Although British officials
privately warned the Poles that they must be more accommodating, they never
said that Britain had no
intention of coming to Poland’s
rescue in the event of a German invasion. As a result, the Poles continued to
trust in the promises of their allies, even as negotiations with Britain
over loans and credits to buy arms and ammunition dragged on through the
summer without resolution. “Surely the whole purpose of these negotiations is
to arm Poland,
and to arm her quickly,” Hugh Dalton declared in a House of Commons debate in
late July. “Is it, perhaps, feared that if the Poles get too many arms too
quickly, they will get above themselves? . . . [Is there] some sinister and unrevealed
purpose to try to keep Poland
weak and irresolute?” In his diary, Dalton
wrote of his concern that the government was getting ready to “sell the Poles
down the river, as they sold the Czechs last year.”
As it happened, other
negotiations were going on in London that
summer that, if successful, would indeed “enable Britain,”
in the words of Horace Wilson, “to rid herself of her commitments vis-à-vis Poland.”
These talks, unlike the ones with Polish military officials, were top secret.
“If anything about them were to leak out,” Ambassador Dirksen cautioned the
German Foreign Ministry, “there would be a grand scandal, and Chamberlain
would probably be forced to resign.” The subject under discussion was
undeniably explosive: behind the backs of the British people and Parliament, Wilson had been delegated to sound out Germany on the possibility of
concluding an Anglo-German pact that would involve, among other things,
wide-ranging economic cooperation between the two countries, including
massive loans for German industries.
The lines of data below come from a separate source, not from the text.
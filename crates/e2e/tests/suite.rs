//! Suite runner against the simulated app
//!
//! Case ordering, dependency skips and status aggregation, plus a full run of
//! the bundled scenarios.

use std::path::Path;

use assetops_e2e::config::HarnessConfig;
use assetops_e2e::expect::Outcome;
use assetops_e2e::runner::SuiteRunner;
use assetops_e2e::{CaseStatus, Harness, Scenario, SimulatedApp, WaitPolicy};

fn runner(app: SimulatedApp, skips_degrade: bool) -> SuiteRunner<SimulatedApp> {
    let mut config = HarnessConfig::default();
    config.waits = WaitPolicy::immediate();
    config.report.skips_degrade = skips_degrade;
    SuiteRunner::new(Harness::new(Box::new(app), config))
}

fn scenario(yaml: &str) -> Scenario {
    Scenario::from_yaml(yaml).unwrap()
}

#[tokio::test]
async fn statuses_and_dependency_skips() {
    let scenarios = vec![
        scenario(
            r#"
name: list
priority: 1
steps:
  - action: ensure_screen
    screen: asset_list
"#,
        ),
        scenario(
            r#"
name: broken
priority: 2
steps:
  - action: expect_screen
    screen: task_list
  - action: log
    message: never reached
"#,
        ),
        scenario(
            r#"
name: after-broken
depends_on: [broken]
steps:
  - action: ensure_screen
    screen: asset_list
"#,
        ),
        scenario(
            r#"
name: soft
priority: 3
depends_on: [list]
steps:
  - action: expect_count
    query: search_results
    equals: 99
    severity: soft
  - action: expect_screen
    screen: asset_list
"#,
        ),
        scenario(
            r#"
name: after-soft
priority: 4
depends_on: [soft]
steps:
  - action: expect_screen
    screen: asset_list
"#,
        ),
    ];

    let suite = runner(SimulatedApp::demo().unwrap(), true).run(&scenarios).await.unwrap();

    let order: Vec<_> = suite.results.iter().map(|r| r.name.as_str()).collect();
    assert_eq!(order, vec!["list", "broken", "after-broken", "soft", "after-soft"]);

    assert_eq!(suite.result("list").unwrap().status, CaseStatus::Passed);
    let broken = suite.result("broken").unwrap();
    assert_eq!(broken.status, CaseStatus::Failed);
    assert_eq!(broken.checks.len(), 1);
    assert!(broken.error.as_deref().unwrap().contains("task_list"));

    let skipped = suite.result("after-broken").unwrap();
    assert_eq!(skipped.status, CaseStatus::Skipped);
    assert!(skipped.error.as_deref().unwrap().contains("broken"));

    let soft = suite.result("soft").unwrap();
    assert_eq!(soft.status, CaseStatus::Degraded);
    assert_eq!(soft.checks.len(), 2);
    assert_eq!(soft.checks[0].outcome, Outcome::Failed);

    // degraded still unblocks dependents
    assert_eq!(suite.result("after-soft").unwrap().status, CaseStatus::Passed);

    assert_eq!(
        (suite.passed, suite.degraded, suite.failed, suite.skipped),
        (2, 1, 1, 1)
    );
    assert!(!suite.success());
}

#[tokio::test]
async fn driver_errors_fail_only_their_case() {
    let scenarios = vec![
        scenario(
            r#"
name: missing-asset
priority: 1
steps:
  - action: open_asset
    name: NOPE-1
"#,
        ),
        scenario(
            r#"
name: still-runs
priority: 2
steps:
  - action: ensure_screen
    screen: issue_list
"#,
        ),
    ];

    let suite = runner(SimulatedApp::demo().unwrap(), true).run(&scenarios).await.unwrap();

    let failed = suite.result("missing-asset").unwrap();
    assert_eq!(failed.status, CaseStatus::Failed);
    assert!(failed.error.as_deref().unwrap().contains("open_asset NOPE-1"));
    assert_eq!(suite.result("still-runs").unwrap().status, CaseStatus::Passed);
}

#[tokio::test]
async fn skip_policy_is_configurable() {
    let scenarios = vec![scenario(
        r#"
name: issues
steps:
  - action: ensure_screen
    screen: issue_list
  - action: skip_unless_count
    query: issues
    reason: no issues available
  - action: expect_count
    query: issues
    min: 1
"#,
    )];

    let strict = runner(SimulatedApp::demo().unwrap(), true).run(&scenarios).await.unwrap();
    assert_eq!(strict.result("issues").unwrap().status, CaseStatus::Degraded);

    let lenient = runner(SimulatedApp::demo().unwrap(), false).run(&scenarios).await.unwrap();
    let case = lenient.result("issues").unwrap();
    assert_eq!(case.status, CaseStatus::Passed);
    assert_eq!(case.checks.last().unwrap().outcome, Outcome::Skipped);
}

#[tokio::test]
async fn cycle_is_a_configuration_error() {
    let scenarios = vec![
        scenario("name: a\ndepends_on: [b]\nsteps: []\n"),
        scenario("name: b\ndepends_on: [a]\nsteps: []\n"),
    ];
    assert!(runner(SimulatedApp::new(), true).run(&scenarios).await.is_err());
}

#[tokio::test]
async fn bundled_scenarios_pass_on_demo_app() {
    let dir = Path::new(env!("CARGO_MANIFEST_DIR")).join("scenarios");
    let scenarios = Scenario::load_all(&dir).unwrap();
    assert!(!scenarios.is_empty());

    let runner = runner(SimulatedApp::demo().unwrap(), true);
    let suite = runner.run(&scenarios).await.unwrap();

    for result in &suite.results {
        assert_ne!(result.status, CaseStatus::Failed, "{} failed: {:?}", result.name, result.error);
    }
    assert_eq!(suite.result("issue-details").unwrap().status, CaseStatus::Degraded);
    assert_eq!(runner.harness().driver().linked_children_of("MCC-100").len(), 2);
    assert!(suite.success());
}
/// Fixture tuning
#[derive(Debug, Clone, PartialEq, Eq, Serialize, Deserialize)]
#[serde(default)]
pub struct FixtureConfig {
    /// Prefix for generated child names
    pub name_prefix: String,
    /// Open the link picker afterwards and require at least one candidate
    pub verify_linkable: bool,
    /// Revert journaled side effects when a step fails
    pub rollback: bool,
}

impl Default for FixtureConfig {
    fn default() -> Self {
        Self {
            name_prefix: "e2e-ocp".to_string(),
            verify_linkable: true,
            rollback: true,
        }
    }
}

/// Steps of the fixture, used to locate a failure
#[derive(Debug, Clone, Copy, PartialEq, Eq, Serialize, Deserialize)]
#[serde(rename_all = "snake_case")]
pub enum FixtureStep {
    OpenParent,
    OpenChildSection,
    ReadLinkedChildren,
    OpenAddChildMenu,
    OpenCreateForm,
    FillChildForm,
    SubmitChild,
    VerifyCreated,
    UnlinkChild,
    VerifyUnlinked,
    VerifyLinkable,
}

impl fmt::Display for FixtureStep {
    fn fmt(&self, f: &mut fmt::Formatter<'_>) -> fmt::Result {
        let name = match self {
            FixtureStep::OpenParent => "open_parent",
            FixtureStep::OpenChildSection => "open_child_section",
            FixtureStep::ReadLinkedChildren => "read_linked_children",
            FixtureStep::OpenAddChildMenu => "open_add_child_menu",
            FixtureStep::OpenCreateForm => "open_create_form",
            FixtureStep::FillChildForm => "fill_child_form",
            FixtureStep::SubmitChild => "submit_child",
            FixtureStep::VerifyCreated => "verify_created",
            FixtureStep::UnlinkChild => "unlink_child",
            FixtureStep::VerifyUnlinked => "verify_unlinked",
            FixtureStep::VerifyLinkable => "verify_linkable",
        };
        f.write_str(name)
    }
}

/// A mutation the fixture applied to the live session
#[derive(Debug, Clone, PartialEq, Eq, Serialize, Deserialize)]
#[serde(tag = "effect", rename_all = "snake_case")]
pub enum SideEffect {
    Created { name: String, class: AssetClass },
    Unlinked { name: String, parent: String },
}

impl fmt::Display for SideEffect {
    fn fmt(&self, f: &mut fmt::Formatter<'_>) -> fmt::Result {
        match self {
            SideEffect::Created { name, class } => write!(f, "created {class} '{name}'"),
            SideEffect::Unlinked { name, parent } => write!(f, "unlinked '{name}' from '{parent}'"),
        }
    }
}

/// Which route satisfied the precondition
#[derive(Debug, Clone, Copy, PartialEq, Eq, Serialize, Deserialize)]
#[serde(rename_all = "snake_case")]
pub enum FixturePath {
    UnlinkedExisting,
    CreatedAndUnlinked,
}

#[derive(Debug, Clone, PartialEq, Eq, Serialize, Deserialize)]
pub struct FixtureReport {
    pub parent: String,
    pub path: FixturePath,
    /// The child that is now linkable
    pub child: String,
    pub linked_before: usize,
    pub linked_after: usize,
    /// Candidate count seen in the link picker, when verified
    pub linkable: Option<usize>,
    pub effects: Vec<SideEffect>,
}

impl FixtureReport {
    pub fn created_asset(&self) -> bool {
        self.effects
            .iter()
            .any(|effect| matches!(effect, SideEffect::Created { .. }))
    }
}

/// The parent asset a link scenario targets
#[derive(Debug, Clone, PartialEq, Eq, Serialize, Deserialize)]
pub struct ParentRef {
    pub name: String,
    pub class: AssetClass,
}

impl ParentRef {
    pub fn new(name: impl Into<String>, class: AssetClass) -> Self {
        Self {
            name: name.into(),
            class,
        }
    }
}

/// A journaled mutation; unconfirmed ones may or may not have landed
#[derive(Debug, Clone)]
struct Entry {
    effect: SideEffect,
    confirmed: bool,
}

impl fmt::Display for Entry {
    fn fmt(&self, f: &mut fmt::Formatter<'_>) -> fmt::Result {
        if self.confirmed {
            write!(f, "{}", self.effect)
        } else {
            write!(f, "possibly {}", self.effect)
        }
    }
}

#[derive(Debug, Default)]
struct Journal {
    entries: Vec<Entry>,
}

impl Journal {
    fn pending(&mut self, effect: SideEffect) {
        self.entries.push(Entry {
            effect,
            confirmed: false,
        });
    }

    fn confirm(&mut self, effect: &SideEffect) {
        if let Some(entry) = self.entries.iter_mut().rev().find(|e| &e.effect == effect) {
            entry.confirmed = true;
        }
    }

    fn effects(&self) -> Vec<SideEffect> {
        self.entries.iter().map(|e| e.effect.clone()).collect()
    }
}
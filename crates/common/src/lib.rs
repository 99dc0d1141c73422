//! AssetOps Common Library
//!
//! Domain model shared by the end-to-end harness: asset classes and their
//! subtype domains, parent/child linkage rules, and the identifiers used to
//! address screens, controls, fields and list queries of the mobile app.

pub mod error;
pub mod types;

pub use error::{Error, Result};
pub use types::*;

/// AssetOps version
pub const VERSION: &str = env!("CARGO_PKG_VERSION");
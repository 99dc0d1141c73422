//! Error types for the AssetOps domain model

use thiserror::Error;

/// Result type alias using the domain Error
pub type Result<T> = std::result::Result<T, Error>;

/// Domain error types
#[derive(Error, Debug, Clone, PartialEq, Eq)]
pub enum Error {
    #[error("Unknown asset class: {0}")]
    UnknownClass(String),

    #[error("Subtype '{subtype}' is not valid for asset class {class}")]
    InvalidSubtype { class: String, subtype: String },

    #[error("Asset class {child} cannot be linked under {parent}")]
    NotLinkable { parent: String, child: String },

    #[error("Asset {child} is already linked under {parent}")]
    AlreadyLinked { child: String, parent: String },

    #[error("Asset {0} is not linked to any parent")]
    NotLinked(String),

    #[error("Resource not found: {kind} with name {name}")]
    NotFound { kind: String, name: String },

    #[error("Resource already exists: {kind} with name {name}")]
    AlreadyExists { kind: String, name: String },

    #[error("Asset name must not be empty")]
    EmptyName,
}
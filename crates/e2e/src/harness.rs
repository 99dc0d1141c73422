//! Test-case surface
//!
//! [`Harness`] bundles one driver session with the loaded configuration and
//! hands out the pieces a case needs: navigation, the link fixture, the wait
//! tiers and a fresh expectation recorder.

use assetops_common::ScreenId;

use crate::config::HarnessConfig;
use crate::driver::UiDriver;
use crate::error::E2eResult;
use crate::expect::ExpectationRecorder;
use crate::fixture::{FixtureReport, LinkFixture, ParentRef};
use crate::navigator::Navigator;
use crate::wait::{WaitPolicy, WaitTier};

pub struct Harness<D: UiDriver + ?Sized> {
    config: HarnessConfig,
    driver: Box<D>,
}

impl<D: UiDriver + ?Sized> Harness<D> {
    pub fn new(driver: Box<D>, config: HarnessConfig) -> Self {
        Self { config, driver }
    }

    pub fn driver(&self) -> &D {
        &self.driver
    }

    pub fn config(&self) -> &HarnessConfig {
        &self.config
    }

    pub fn waits(&self) -> &WaitPolicy {
        &self.config.waits
    }

    pub fn navigator(&self) -> Navigator<'_, D> {
        Navigator::new(&*self.driver, self.config.waits, self.config.navigation)
    }

    pub async fn ensure_on_screen(&self, screen: ScreenId) -> E2eResult<bool> {
        self.navigator().ensure_on_screen(screen).await
    }

    pub async fn ensure_linkable_node_available(
        &self,
        parent: &ParentRef,
    ) -> E2eResult<FixtureReport> {
        LinkFixture::new(self.navigator(), self.config.fixture.clone())
            .ensure_linkable_node_available(parent)
            .await
    }

    pub async fn wait(&self, tier: WaitTier) {
        self.config.waits.wait(tier).await
    }

    pub async fn short_wait(&self) {
        self.config.waits.short_wait().await
    }

    pub async fn medium_wait(&self) {
        self.config.waits.medium_wait().await
    }

    pub async fn long_wait(&self) {
        self.config.waits.long_wait().await
    }

    pub fn recorder(&self, case: impl Into<String>) -> ExpectationRecorder {
        ExpectationRecorder::new(case).skips_degrade(self.config.report.skips_degrade)
    }

    /// Give the driver back, e.g. to end a remote session
    pub fn into_driver(self) -> Box<D> {
        self.driver
    }
}
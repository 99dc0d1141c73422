//! Wait tiers used as the "UI has settled" proxy
//!
//! The driver offers no rendering-complete signal, so every pause in the
//! harness goes through one of three named tiers instead of ad-hoc sleeps.

use serde::{Deserialize, Serialize};
use std::time::Duration;
use tracing::trace;

/// Named wait tier
#[derive(Debug, Clone, Copy, PartialEq, Eq, Default, Serialize, Deserialize)]
#[serde(rename_all = "snake_case")]
pub enum WaitTier {
    #[default]
    Short,
    /// Form render
    Medium,
    /// Heavy operations such as asset creation
    Long,
}

/// Durations behind each tier
#[derive(Debug, Clone, Copy, PartialEq, Eq, Serialize, Deserialize)]
#[serde(default)]
pub struct WaitPolicy {
    pub short_ms: u64,
    pub medium_ms: u64,
    pub long_ms: u64,
}

impl Default for WaitPolicy {
    fn default() -> Self {
        Self {
            short_ms: 400,
            medium_ms: 600,
            long_ms: 3000,
        }
    }
}

impl WaitPolicy {
    /// All tiers at zero, for simulated sessions
    pub fn immediate() -> Self {
        Self {
            short_ms: 0,
            medium_ms: 0,
            long_ms: 0,
        }
    }

    /// Multiply every tier by `factor`, e.g. for slow emulators
    pub fn scaled(&self, factor: f64) -> Self {
        let scale = |ms: u64| (ms as f64 * factor.max(0.0)).round() as u64;
        Self {
            short_ms: scale(self.short_ms),
            medium_ms: scale(self.medium_ms),
            long_ms: scale(self.long_ms),
        }
    }

    pub fn duration(&self, tier: WaitTier) -> Duration {
        let ms = match tier {
            WaitTier::Short => self.short_ms,
            WaitTier::Medium => self.medium_ms,
            WaitTier::Long => self.long_ms,
        };
        Duration::from_millis(ms)
    }

    /// Tiers must be non-decreasing
    pub fn is_ordered(&self) -> bool {
        self.short_ms <= self.medium_ms && self.medium_ms <= self.long_ms
    }

    pub async fn wait(&self, tier: WaitTier) {
        let duration = self.duration(tier);
        let ms = duration.as_millis() as u64;
        trace!(?tier, ms, "Waiting");
        if !duration.is_zero() {
            tokio::time::sleep(duration).await;
        }
    }

    pub async fn short_wait(&self) {
        self.wait(WaitTier::Short).await
    }

    pub async fn medium_wait(&self) {
        self.wait(WaitTier::Medium).await
    }

    pub async fn long_wait(&self) {
        self.wait(WaitTier::Long).await
    }
}

#[cfg(test)]
mod tests {
    use super::*;

    #[test]
    fn test_default_tiers_are_ordered() {
        let policy = WaitPolicy::default();
        assert!(policy.is_ordered());
        assert_eq!(policy.duration(WaitTier::Short), Duration::from_millis(400));
        assert_eq!(policy.duration(WaitTier::Long), Duration::from_secs(3));
    }

    #[test]
    fn test_scaled() {
        let policy = WaitPolicy::default().scaled(0.5);
        assert_eq!(policy.short_ms, 200);
        assert_eq!(policy.medium_ms, 300);
        assert_eq!(policy.long_ms, 1500);
        assert_eq!(WaitPolicy::default().scaled(-1.0), WaitPolicy::immediate());
    }

    #[test]
    fn test_inverted_tiers_detected() {
        let policy = WaitPolicy {
            short_ms: 900,
            medium_ms: 100,
            long_ms: 1000,
        };
        assert!(!policy.is_ordered());
    }

    #[tokio::test]
    async fn test_immediate_wait_returns() {
        let policy = WaitPolicy::immediate();
        let start = std::time::Instant::now();
        policy.long_wait().await;
        assert!(start.elapsed() < Duration::from_millis(50));
    }
}
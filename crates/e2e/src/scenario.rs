//! Declarative YAML scenarios
//!
//! One file per case. Steps run in order against a [`Harness`]; expectation
//! steps record into the case's [`ExpectationRecorder`] and a failed hard
//! expectation ends the case.

use serde::{Deserialize, Serialize};
use std::path::Path;
use tracing::{debug, info};

use assetops_common::{salted_term, AssetClass, Control, Field, Query, ScreenId, ScrollDirection};

use crate::driver::UiDriver;
use crate::error::{E2eError, E2eResult};
use crate::expect::{ExpectationRecorder, Severity};
use crate::fixture::ParentRef;
use crate::harness::Harness;
use crate::screen::Screen;
use crate::wait::WaitTier;

/// A complete scenario parsed from YAML
#[derive(Debug, Clone, Serialize, Deserialize)]
pub struct Scenario {
    /// Unique case name
    pub name: String,

    #[serde(default)]
    pub description: String,

    /// Tags for filtering
    #[serde(default)]
    pub tags: Vec<String>,

    /// Lower runs first among cases whose dependencies are met
    #[serde(default)]
    pub priority: i32,

    /// Cases that must pass before this one runs
    #[serde(default)]
    pub depends_on: Vec<String>,

    pub steps: Vec<ScenarioStep>,
}

/// A single scenario step
#[derive(Debug, Clone, Serialize, Deserialize)]
#[serde(tag = "action", rename_all = "snake_case")]
pub enum ScenarioStep {
    /// Navigate to a screen and record whether it was reached
    EnsureScreen {
        screen: ScreenId,
        #[serde(default)]
        severity: Severity,
    },

    /// Open an asset's details from the asset list
    OpenAsset { name: String },

    /// Run the link-setup fixture for a parent
    EnsureLinkable { parent: String, class: AssetClass },

    Tap {
        #[serde(with = "serde_yaml::with::singleton_map")]
        control: Control,
        /// Settle time after the tap
        #[serde(default)]
        wait: Option<WaitTier>,
    },

    EnterText {
        #[serde(with = "serde_yaml::with::singleton_map")]
        field: Field,
        value: String,
    },

    Select {
        #[serde(with = "serde_yaml::with::singleton_map")]
        field: Field,
        value: String,
    },

    Scroll { direction: ScrollDirection },

    Wait {
        #[serde(default)]
        tier: WaitTier,
    },

    /// Enter a search term on the asset list; `salt` makes it unmatchable
    Search {
        term: String,
        #[serde(default)]
        salt: bool,
    },

    ExpectScreen {
        screen: ScreenId,
        #[serde(default)]
        severity: Severity,
    },

    ExpectCount {
        query: Query,
        #[serde(default)]
        equals: Option<usize>,
        #[serde(default)]
        min: Option<usize>,
        #[serde(default)]
        max: Option<usize>,
        #[serde(default)]
        severity: Severity,
    },

    ExpectText {
        #[serde(with = "serde_yaml::with::singleton_map")]
        field: Field,
        #[serde(default)]
        equals: Option<String>,
        #[serde(default)]
        contains: Option<String>,
        #[serde(default)]
        severity: Severity,
    },

    /// The dropdown offers exactly these options, in any order
    ExpectOptions {
        #[serde(with = "serde_yaml::with::singleton_map")]
        field: Field,
        options: Vec<String>,
        #[serde(default)]
        severity: Severity,
    },

    /// Every declared sub-element of the screen is visible
    ExpectElements {
        screen: ScreenId,
        #[serde(default)]
        severity: Severity,
    },

    /// Stop the case with a skipped verification when too few rows exist
    SkipUnlessCount {
        query: Query,
        #[serde(default = "default_min_rows")]
        min: usize,
        reason: String,
    },

    Log { message: String },
}

fn default_min_rows() -> usize {
    1
}

/// Whether the case continues after a step
#[derive(Debug, Clone, Copy, PartialEq, Eq)]
pub enum StepFlow {
    Continue,
    Stop,
}

impl ScenarioStep {
    /// Short label used in logs and errors
    pub fn label(&self) -> String {
        match self {
            ScenarioStep::EnsureScreen { screen, .. } => format!("ensure_screen {screen}"),
            ScenarioStep::OpenAsset { name } => format!("open_asset {name}"),
            ScenarioStep::EnsureLinkable { parent, .. } => format!("ensure_linkable {parent}"),
            ScenarioStep::Tap { control, .. } => format!("tap {control}"),
            ScenarioStep::EnterText { field, .. } => format!("enter_text {field}"),
            ScenarioStep::Select { field, value } => format!("select {field}={value}"),
            ScenarioStep::Scroll { direction } => format!("scroll {direction:?}"),
            ScenarioStep::Wait { tier } => format!("wait {tier:?}"),
            ScenarioStep::Search { term, .. } => format!("search {term}"),
            ScenarioStep::ExpectScreen { screen, .. } => format!("expect_screen {screen}"),
            ScenarioStep::ExpectCount { query, .. } => format!("expect_count {query}"),
            ScenarioStep::ExpectText { field, .. } => format!("expect_text {field}"),
            ScenarioStep::ExpectOptions { field, .. } => format!("expect_options {field}"),
            ScenarioStep::ExpectElements { screen, .. } => format!("expect_elements {screen}"),
            ScenarioStep::SkipUnlessCount { query, .. } => format!("skip_unless_count {query}"),
            ScenarioStep::Log { .. } => "log".to_string(),
        }
    }

    pub async fn execute<D: UiDriver + ?Sized>(
        &self,
        harness: &Harness<D>,
        recorder: &mut ExpectationRecorder,
    ) -> E2eResult<StepFlow> {
        let driver = harness.driver();
        let nav = harness.navigator();

        match self {
            ScenarioStep::EnsureScreen { screen, severity } => {
                let reached = harness.ensure_on_screen(*screen).await?;
                recorder.record(format!("reached {screen}"), *severity, reached)?;
            }
            ScenarioStep::OpenAsset { name } => {
                nav.require(ScreenId::AssetList).await?;
                driver.open_asset(name).await?;
                harness.short_wait().await;
                nav.require(ScreenId::AssetDetails).await?;
            }
            ScenarioStep::EnsureLinkable { parent, class } => {
                let report = harness
                    .ensure_linkable_node_available(&ParentRef::new(parent.clone(), *class))
                    .await?;
                match report.linkable {
                    Some(n) => recorder.hard(format!("linkable nodes under {parent}"), n)?,
                    None => {
                        recorder.hard(format!("'{}' unlinked from {parent}", report.child), true)?
                    }
                }
            }
            ScenarioStep::Tap { control, wait } => {
                driver.tap(control).await?;
                if let Some(tier) = wait {
                    harness.wait(*tier).await;
                }
            }
            ScenarioStep::EnterText { field, value } => driver.enter_text(field, value).await?,
            ScenarioStep::Select { field, value } => {
                driver.select_from_dropdown(field, value).await?
            }
            ScenarioStep::Scroll { direction } => driver.scroll(*direction).await?,
            ScenarioStep::Wait { tier } => harness.wait(*tier).await,
            ScenarioStep::Search { term, salt } => {
                nav.require(ScreenId::AssetList).await?;
                let term = if *salt { salted_term(term) } else { term.clone() };
                debug!(%term, "Searching assets");
                driver.enter_text(&Field::Search, &term).await?;
                harness.short_wait().await;
            }
            ScenarioStep::ExpectScreen { screen, severity } => {
                let shown = driver.is_displayed(*screen).await?;
                recorder.record(format!("{screen} displayed"), *severity, shown)?;
            }
            ScenarioStep::ExpectCount {
                query,
                equals,
                min,
                max,
                severity,
            } => {
                let count = driver.count(*query).await?;
                let ok = equals.map_or(true, |n| count == n)
                    && min.map_or(true, |n| count >= n)
                    && max.map_or(true, |n| count <= n);
                recorder.record(
                    format!("{query} count {count} (equals {equals:?}, min {min:?}, max {max:?})"),
                    *severity,
                    ok,
                )?;
            }
            ScenarioStep::ExpectText {
                field,
                equals,
                contains,
                severity,
            } => {
                let text = driver.read_text(field).await?;
                let ok = match (equals, contains) {
                    (Some(expected), _) => &text == expected,
                    (None, Some(part)) => text.contains(part.as_str()),
                    (None, None) => !text.trim().is_empty(),
                };
                recorder.record(format!("{field} reads {text:?}"), *severity, ok)?;
            }
            ScenarioStep::ExpectOptions {
                field,
                options,
                severity,
            } => {
                let mut offered = driver.dropdown_options(field).await?;
                let mut expected = options.clone();
                offered.sort();
                expected.sort();
                recorder.record(
                    format!("{field} offers {offered:?}"),
                    *severity,
                    offered == expected,
                )?;
            }
            ScenarioStep::ExpectElements { screen, severity } => {
                let check = nav.verify(&Screen::of(*screen)).await?;
                recorder.record(
                    format!("{screen} elements (missing {:?})", check.missing),
                    *severity,
                    check.is_complete(),
                )?;
            }
            ScenarioStep::SkipUnlessCount { query, min, reason } => {
                let count = driver.count(*query).await?;
                if count < *min {
                    recorder.skip(format!("{query} count {count} below {min}"), reason.clone());
                    return Ok(StepFlow::Stop);
                }
            }
            ScenarioStep::Log { message } => info!(case = recorder.case(), "{}", message),
        }
        Ok(StepFlow::Continue)
    }
}

impl Scenario {
    /// Parse a scenario from YAML string
    pub fn from_yaml(yaml: &str) -> E2eResult<Self> {
        let scenario: Self = serde_yaml::from_str(yaml)?;
        if scenario.name.trim().is_empty() {
            return Err(E2eError::ScenarioParse("scenario name is empty".to_string()));
        }
        if scenario.depends_on.contains(&scenario.name) {
            return Err(E2eError::DependencyCycle(scenario.name));
        }
        Ok(scenario)
    }

    /// Parse a scenario from a YAML file
    pub fn from_file(path: &Path) -> E2eResult<Self> {
        let content = std::fs::read_to_string(path)?;
        Self::from_yaml(&content)
            .map_err(|e| E2eError::ScenarioParse(format!("{}: {e}", path.display())))
    }

    /// Load all scenarios from a directory, sorted by file path
    pub fn load_all(dir: &Path) -> E2eResult<Vec<Self>> {
        let mut paths: Vec<_> = walkdir::WalkDir::new(dir)
            .into_iter()
            .filter_map(|e| e.ok())
            .filter(|e| {
                e.path()
                    .extension()
                    .map(|ext| ext == "yaml" || ext == "yml")
                    .unwrap_or(false)
            })
            .map(|e| e.into_path())
            .collect();
        paths.sort();

        let scenarios = paths
            .iter()
            .map(|path| Self::from_file(path))
            .collect::<E2eResult<Vec<_>>>()?;

        let mut seen = std::collections::HashSet::new();
        for scenario in &scenarios {
            if !seen.insert(scenario.name.as_str()) {
                return Err(E2eError::ScenarioParse(format!(
                    "duplicate scenario name '{}'",
                    scenario.name
                )));
            }
        }
        Ok(scenarios)
    }

    pub fn has_tag(&self, tag: &str) -> bool {
        self.tags.iter().any(|t| t == tag)
    }

    /// Run every step; the first error ends the case
    pub async fn run<D: UiDriver + ?Sized>(
        &self,
        harness: &Harness<D>,
        recorder: &mut ExpectationRecorder,
    ) -> E2eResult<()> {
        for (index, step) in self.steps.iter().enumerate() {
            debug!(case = %self.name, step = index + 1, action = %step.label(), "Executing step");
            match step.execute(harness, recorder).await {
                Ok(StepFlow::Continue) => {}
                Ok(StepFlow::Stop) => {
                    info!(case = %self.name, step = index + 1, "Case stopped early");
                    break;
                }
                Err(err @ (E2eError::HardCheckFailed(_) | E2eError::Fixture { .. })) => {
                    return Err(err)
                }
                Err(err) => {
                    return Err(E2eError::StepFailed {
                        step: format!("{} ({})", index + 1, step.label()),
                        reason: err.to_string(),
                    })
                }
            }
        }
        Ok(())
    }
}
In effect, it was a bribe to Hitler, to
try to persuade him to behave himself and not to precipitate a war with Poland.
The German official
involved in these negotiations was Dr. Helmut Wohlthat,
a high-ranking government expert on foreign trade. Wilson presented Wohlthat with a cornucopia of offers: a nonaggression
treaty, under which both Britain and Germany would renounce unilateral aggressive
action; a disarmament agreement; settlement of Germany’s demands for the
return of its former colonies in Africa, taken away by the Versailles Treaty;
and acknowledgment of Germany’s economic sphere of interest in Central and
Eastern Europe. In a conversation with Dirksen, Wilson
made clear that the conclusion of such an Anglo-German entente would, in the
view of the British government, invalidate Britain’s
guarantee of Poland.
The proposed agreement, however, failed to get very far. Word of the talks
did in fact leak to the British press, and in the furor that followed,
Chamberlain’s government quietly ended them while denying that any such
negotiations were under way. Yet the aborted discussions did have one major
result: they hardened Hitler’s belief that Chamberlain had no intention of
going to war over Poland.
As an added
bonus, in addition to telling the story about the actions of the dissidents
and their role in Churchill’s rise to power, Olson also describes for readers
what happened to many of those young men in later years. Troublesome
Young Men is a finely written history about an important recent period in
history, and about a few individuals whose personal courage made a
significant difference in world events.